Nie wiem, kiedy będę miała kolejną okazję
spotkać się z chłopakami. Rozmawiałam z Johnem, ale nie chciał udzielić mi
żadnych informacji. Powiedział tylko, żebym wróciła do swojej roboty, bo
Chester zajmie się nimi w dalszej części projektu. Nie miałam zamiaru się
sprzeczać. Na początku nawet było mi to na rękę. Mniej więcej do wczoraj
wieczorem, bo wtedy zaczęłam intensywnie myśleć o Coverdale’u i… ja chyba za
nim tęsknię. Wiem, to głupie i infantylne. Powinnam się ogarnąć.
W powrocie do rzeczywistości miała mi pomóc
relaksująca kąpiel. Napuściłam wody do wanny, dodałam soli i mnóstwo płynów, z
których powstała puszysta piana. Związałam włosy i zanurzyłam się w krainie
wiecznego relaksu i ukojenia. Zamknęłam oczy, rozpoczynając oczyszczanie umysłu.
Czułam się znakomicie. Nie myślałam o niczym, nic mnie nie obchodziło. Było mi
błogo, dopóki nie zadzwonił telefon.
Na początku starałam się go ignorować, jednak
przy trzecim podejściu już się poddałam. Owinięta ręcznikiem pobiegłam do
przedpokoju, gdzie znajdował się czerwony telefon.
- Tak, słucham? – Zapytałam z wyraźną irytacją w
głosie.
- Witaj, Alice. Tu John. – Na dźwięk tego
imienia, ugięły się pode mną kolana. Byłam pewna, że coś się stało.
- Nie dzwonisz, żeby przekazać mi radosną
wiadomość o podwyżce, prawda?
- Nie jest ona wykluczona, pod warunkiem, że w
ciągu godziny stawisz się na lotnisku w centrum. – Odpowiedział mój przełożony.
- To jakiś żart?! – Krzyknęłam do słuchawki.
- Nie ma czasu na wyjaśnienia, pośpiesz się, bo
za trzy godziny lecisz do Londynu. – Rozłączył się.
Miałam ochotę zacząć krzyczeć. Nienawidziłam
tych jego spontanicznych rozwiązań mojego przełożonego, z którymi tak często
się spotykałam. Szybko wypuściłam wodę z wanny i zaczęłam robić makijaż.
Czerwona szminka i wytuszowane rzęsy musiały wystarczyć. Włosy związałam
ponownie w koka, aby mi nie przeszkadzały, kilka następnych godzin zapowiadało
się wyjątkowo ekstremalnie.
Nie miałam pojęcia na jak długo lecę, więc
zaczęłam pakować do średnich rozmiarów walizki, wszystkie rzeczy, jakie
znalazłam w szafie.
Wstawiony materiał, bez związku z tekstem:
use clap::Parser;
use release_assets::config::{RawInputs, DEFAULT_TIMEOUT_SECS};
use release_assets::format_error_with_help;
use release_assets::report::escape_command_data;
use std::path::PathBuf;
use std::process::ExitCode;
use tracing_subscriber::EnvFilter;

mod cli;

/// Every flag can also be supplied through the environment, which is how
/// the workflow engine passes step inputs.
#[derive(Parser)]
#[command(name = "release-assets")]
#[command(about = "Upload files to a GitHub release")]
#[command(version)]
struct Cli {
    /// JSON array of path patterns, e.g. '["dist/*.tar.gz"]'
    #[arg(long, env = "INPUT_ASSET_PATHS")]
    asset_paths: Option<String>,

    /// Tag of the target release (defaults to the triggering tag)
    #[arg(long, env = "INPUT_RELEASE_TAG")]
    release_tag: Option<String>,

    /// Name of the target release
    #[arg(long, env = "INPUT_RELEASE_NAME")]
    release_name: Option<String>,

    /// Fail instead of replacing assets that already exist [default: true]
    #[arg(long, env = "INPUT_DENY_OVERWRITE")]
    deny_overwrite: Option<String>,

    /// Triggering ref, e.g. refs/tags/v1.0.0
    #[arg(long = "ref", env = "GITHUB_REF")]
    git_ref: Option<String>,

    /// Repository as owner/repo
    #[arg(long, env = "GITHUB_REPOSITORY")]
    repository: Option<String>,

    /// API token
    #[arg(long, env = "GITHUB_TOKEN", hide_env_values = true)]
    token: Option<String>,

    /// REST API base URL
    #[arg(long, env = "GITHUB_API_URL")]
    api_url: Option<String>,

    /// Per-request timeout in seconds
    #[arg(long, env = "RELEASE_ASSETS_TIMEOUT", default_value_t = DEFAULT_TIMEOUT_SECS)]
    timeout_secs: u64,

    /// Directory relative patterns are resolved against
    #[arg(long, env = "GITHUB_WORKSPACE")]
    workspace: Option<PathBuf>,
}

#[tokio::main]
async fn main() -> ExitCode {
    // Initialize tracing; stdout is reserved for workflow commands
    tracing_subscriber::fmt()
        .with_env_filter(
            EnvFilter::try_from_default_env()
                .unwrap_or_else(|_| EnvFilter::new("release_assets=info")),
        )
        .with_writer(std::io::stderr)
        .init();

    let cli = Cli::parse();

    let result = cli::upload::run(cli::upload::UploadOptions {
        inputs: RawInputs {
            asset_paths: cli.asset_paths.unwrap_or_default(),
            release_tag: cli.release_tag,
            release_name: cli.release_name,
            deny_overwrite: cli.deny_overwrite,
            git_ref: cli.git_ref,
        },
        repository: cli.repository,
        token: cli.token,
        api_url: cli.api_url,
        timeout_secs: cli.timeout_secs,
        workspace: cli.workspace,
    })
    .await;

    match result {
        Ok(()) => ExitCode::SUCCESS,
        Err(e) => {
            // Annotation for the workflow UI, then the full message with help
            println!("::error::{}", escape_command_data(&e.to_string()));
            eprintln!("\n{}", format_error_with_help(&e));
            ExitCode::FAILURE
        }
    }
}
//! Run configuration and input validation

pub mod inputs;

pub use inputs::{Inputs, RawInputs};

use crate::github::types::Repository;
use serde::{Deserialize, Serialize};

/// Default GitHub REST endpoint
pub const DEFAULT_API_URL: &str = "https://api.github.com";

/// Default request timeout. Uploads of large artifacts need the headroom.
pub const DEFAULT_TIMEOUT_SECS: u64 = 300;

/// Connection settings for the hosting service
#[derive(Debug, Clone, Serialize, Deserialize)]
pub struct Config {
    /// REST API base URL (`GITHUB_API_URL` on GitHub Enterprise)
    #[serde(default = "default_api_url")]
    pub api_url: String,

    /// Token used for every request; never written out
    #[serde(skip_serializing, default)]
    pub token: Option<String>,

    /// Repository that owns the release
    pub repository: Repository,

    /// Per-request timeout in seconds
    #[serde(default = "default_timeout_secs")]
    pub timeout_secs: u64,
}

fn default_api_url() -> String {
    DEFAULT_API_URL.to_string()
}

fn default_timeout_secs() -> u64 {
    DEFAULT_TIMEOUT_SECS
}

impl Config {
    pub fn new(repository: Repository) -> Self {
        Self {
            api_url: default_api_url(),
            token: None,
            repository,
            timeout_secs: default_timeout_secs(),
        }
    }

    /// Set the API URL, ignoring blank values and trailing slashes
    pub fn with_api_url(mut self, api_url: Option<&str>) -> Self {
        if let Some(url) = api_url.map(str::trim).filter(|u| !u.is_empty()) {
            self.api_url = url.trim_end_matches('/').to_string();
        }
        self
    }

    pub fn with_token(mut self, token: Option<String>) -> Self {
        self.token = token.filter(|t| !t.trim().is_empty());
        self
    }

    pub fn with_timeout_secs(mut self, timeout_secs: u64) -> Self {
        self.timeout_secs = timeout_secs;
        self
    }
}
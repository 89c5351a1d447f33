use release_assets::config::{Config, Inputs, RawInputs};
use release_assets::core::ReleaseResult;
use release_assets::di::ServiceContainer;
use release_assets::github::Repository;
use release_assets::publish::Publisher;
use std::env;
use std::path::PathBuf;

/// Everything the upload command receives from the command line or environment
pub struct UploadOptions {
    pub inputs: RawInputs,
    pub repository: Option<String>,
    pub token: Option<String>,
    pub api_url: Option<String>,
    pub timeout_secs: u64,
    pub workspace: Option<PathBuf>,
}

pub async fn run(options: UploadOptions) -> ReleaseResult<()> {
    // Validate everything before touching the network
    let inputs = Inputs::parse(&options.inputs)?;
    let repo = Repository::parse(options.repository.as_deref().unwrap_or_default())?;

    let config = Config::new(repo.clone())
        .with_api_url(options.api_url.as_deref())
        .with_token(options.token)
        .with_timeout_secs(options.timeout_secs);

    let workspace = match options.workspace.filter(|w| !w.as_os_str().is_empty()) {
        Some(dir) => dir,
        None => env::current_dir()?,
    };

    let services = ServiceContainer::new(&config)?;
    let result = Publisher::new(&services, repo.clone(), &workspace)
        .publish(&inputs)
        .await?;

    println!("✓ Uploaded {} asset(s) to {}", result.uploads.len(), repo);
    Ok(())
}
Z racji, że nie były poukładanie, nie zmieściło ich się tam
zbyt wiele. Miałam jeszcze 15 minut do wyjścia. Całe szczęście, że mieszkałam
stosunkowo blisko lotniska. Założyłam wysłużoną koszulkę Rainbow i legginsy, po
czym wybiegłam z mieszkania, o ile można mówić o bieganiu z ogromną walizką u
boku. Przy wieżowcu czekała na mnie taksówka.
- Na lotnisko, proszę. – Powiedziałam zdyszana.
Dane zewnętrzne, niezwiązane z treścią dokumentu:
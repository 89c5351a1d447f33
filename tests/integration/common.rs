//! Common utilities for integration tests

use assert_cmd::Command;
use assert_fs::prelude::*;
use assert_fs::TempDir;

/// Isolated workspace plus the workflow command files
pub struct TestContext {
    pub workspace: TempDir,
}

impl Default for TestContext {
    fn default() -> Self {
        Self::new()
    }
}

impl TestContext {
    pub fn new() -> Self {
        Self {
            workspace: TempDir::new().unwrap(),
        }
    }

    /// Create a file in the workspace
    pub fn file(&self, rel: &str, contents: &str) {
        self.workspace.child(rel).write_str(contents).unwrap();
    }

    pub fn output_file(&self) -> std::path::PathBuf {
        self.workspace.child("_runner/output").to_path_buf()
    }

    pub fn summary_file(&self) -> std::path::PathBuf {
        self.workspace.child("_runner/summary.md").to_path_buf()
    }

    /// Command with a clean environment, as the workflow engine would set it up
    pub fn command(&self, api_url: &str) -> Command {
        std::fs::create_dir_all(self.workspace.child("_runner").path()).unwrap();

        #[allow(deprecated)]
        let mut cmd = Command::cargo_bin("release-assets").unwrap();
        cmd.env_clear()
            .current_dir(self.workspace.path())
            .env("GITHUB_WORKSPACE", self.workspace.path())
            .env("GITHUB_REPOSITORY", "octo/widgets")
            .env("GITHUB_TOKEN", "test-token")
            .env("GITHUB_API_URL", api_url)
            .env("GITHUB_OUTPUT", self.output_file())
            .env("GITHUB_STEP_SUMMARY", self.summary_file())
            .env("RUST_LOG", "release_assets=debug");
        cmd
    }

    /// Contents of the output file, empty if never written
    pub fn outputs(&self) -> String {
        std::fs::read_to_string(self.output_file()).unwrap_or_default()
    }
}
use anyhow::anyhow;
use axum::{
    Json,
    extract::{FromRequest, Request, rejection::JsonRejection},
    http::StatusCode,
};
use serde::de::DeserializeOwned;
use validator::{Validate, ValidationErrors};

use crate::utils::errors::AppError;

pub(crate) fn format_errors(errors: &ValidationErrors) -> String {
    errors
        .field_errors()
        .iter()
        .flat_map(|(field, errors)| {
            errors.iter().filter_map(move |error| {
                error
                    .message
                    .as_ref()
                    .map(|msg| msg.to_string())
                    .or_else(|| Some(format!("{} is invalid", field)))
            })
        })
        .collect::<Vec<_>>()
        .join(", ")
}

/// JSON extractor that deserializes and then runs `validator` rules, so
/// handlers only ever see well-formed input. Body problems map to 400,
/// rule violations to 422.
#[derive(Debug, Clone, Copy, Default)]
pub struct ValidatedJson<T>(pub T);

impl<T, S> FromRequest<S> for ValidatedJson<T>
where
    T: DeserializeOwned + Validate,
    S: Send + Sync,
{
    type Rejection = AppError;

    async fn from_request(req: Request, state: &S) -> Result<Self, Self::Rejection> {
        let Json(value) = Json::<T>::from_request(req, state)
            .await
            .map_err(|rejection| {
                let error_msg = rejection.body_text();

                if error_msg.contains("missing field") {
                    let field = error_msg
                        .split("missing field `")
                        .nth(1)
                        .and_then(|s| s.split('`').next())
                        .unwrap_or("unknown");
                    return AppError::new(
                        StatusCode::BAD_REQUEST,
                        anyhow!("{} is required", field),
                    );
                }

                if error_msg.contains("invalid type") {
                    return AppError::new(
                        StatusCode::BAD_REQUEST,
                        anyhow!("Invalid field type in request"),
                    );
                }

                if matches!(rejection, JsonRejection::MissingJsonContentType(_)) {
                    return AppError::new(
                        StatusCode::BAD_REQUEST,
                        anyhow!("Missing 'Content-Type: application/json' header"),
                    );
                }

                AppError::new(StatusCode::BAD_REQUEST, anyhow!("Invalid request body"))
            })?;

        value.validate().map_err(|errors| {
            AppError::new(
                StatusCode::UNPROCESSABLE_ENTITY,
                anyhow!("{}", format_errors(&errors)),
            )
        })?;

        Ok(ValidatedJson(value))
    }
}
use axum::{Router, routing::get};

use crate::state::AppState;

use super::controller::my_courses;

pub fn init_my_courses_router() -> Router<AppState> {
    Router::new().route("/my-courses", get(my_courses))
}
use chrono::NaiveDate;
use coursedeck::modules::enrollments::entitlement::{effective_expiry, is_accessible};

fn date(y: i32, m: u32, d: u32) -> NaiveDate {
    NaiveDate::from_ymd_opt(y, m, d).unwrap()
}

fn today() -> NaiveDate {
    date(2026, 6, 15)
}

#[test]
fn test_effective_expiry_earlier_date_wins() {
    let enrollment = Some(date(2026, 12, 31));
    let course = Some(date(2026, 9, 1));

    assert_eq!(effective_expiry(enrollment, course), Some(date(2026, 9, 1)));
    assert_eq!(effective_expiry(course, enrollment), Some(date(2026, 9, 1)));
}

#[test]
fn test_effective_expiry_single_date_governs() {
    assert_eq!(
        effective_expiry(Some(date(2026, 9, 1)), None),
        Some(date(2026, 9, 1))
    );
    assert_eq!(
        effective_expiry(None, Some(date(2026, 9, 1))),
        Some(date(2026, 9, 1))
    );
    assert_eq!(effective_expiry(None, None), None);
}

#[test]
fn test_lifetime_course_always_accessible() {
    // Every date in the past, still accessible
    assert!(is_accessible(
        true,
        true,
        Some(date(2020, 1, 1)),
        Some(date(2020, 1, 1)),
        today()
    ));
}

#[test]
fn test_one_time_purchase_never_expires() {
    assert!(is_accessible(
        false,
        false,
        Some(date(2020, 1, 1)),
        Some(date(2020, 1, 1)),
        today()
    ));
}

#[test]
fn test_subscription_active_until_expiry() {
    assert!(is_accessible(
        true,
        false,
        Some(date(2026, 7, 1)),
        None,
        today()
    ));
}

#[test]
fn test_subscription_accessible_on_expiry_day_itself() {
    assert!(is_accessible(true, false, Some(today()), None, today()));
}

#[test]
fn test_subscription_expired_yesterday() {
    assert!(!is_accessible(
        true,
        false,
        Some(date(2026, 6, 14)),
        None,
        today()
    ));
}

#[test]
fn test_course_window_is_a_hard_ceiling() {
    // The per-user date reaches further, but the course window has closed
    assert!(!is_accessible(
        true,
        false,
        Some(date(2026, 12, 31)),
        Some(date(2026, 6, 1)),
        today()
    ));
}

#[test]
fn test_course_window_governs_when_enrollment_has_no_expiry() {
    assert!(is_accessible(
        true,
        false,
        None,
        Some(date(2026, 7, 1)),
        today()
    ));
    assert!(!is_accessible(
        true,
        false,
        None,
        Some(date(2026, 6, 1)),
        today()
    ));
}

#[test]
fn test_unbounded_subscription_stays_accessible() {
    assert!(is_accessible(true, false, None, None, today()));
}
Taksówkarz uśmiechnął się przyjaźnie i ruszyliśmy.
Na miejscu byłam niecałe dwie godziny przed
odlotem. Całe szczęście, że John pomyślał i kazał stać rudej Margaret przy
głównym wejściu, aby sprawnie mną pokierowała.
Przy odprawie spotkałam Johna, Stellę –
asystentkę mojego przełożonego i kilka innych osób z wytwórni. John zawzięcie
rozmawiał z kimś przez telefon, więc stałam z boku i cierpliwie czekałam aż
skończy. Potem gdzieś poszedł, co wzbudziło we mnie lekki niepokój. Ponownie
widziałam go dopiero na pokładzie samolotu.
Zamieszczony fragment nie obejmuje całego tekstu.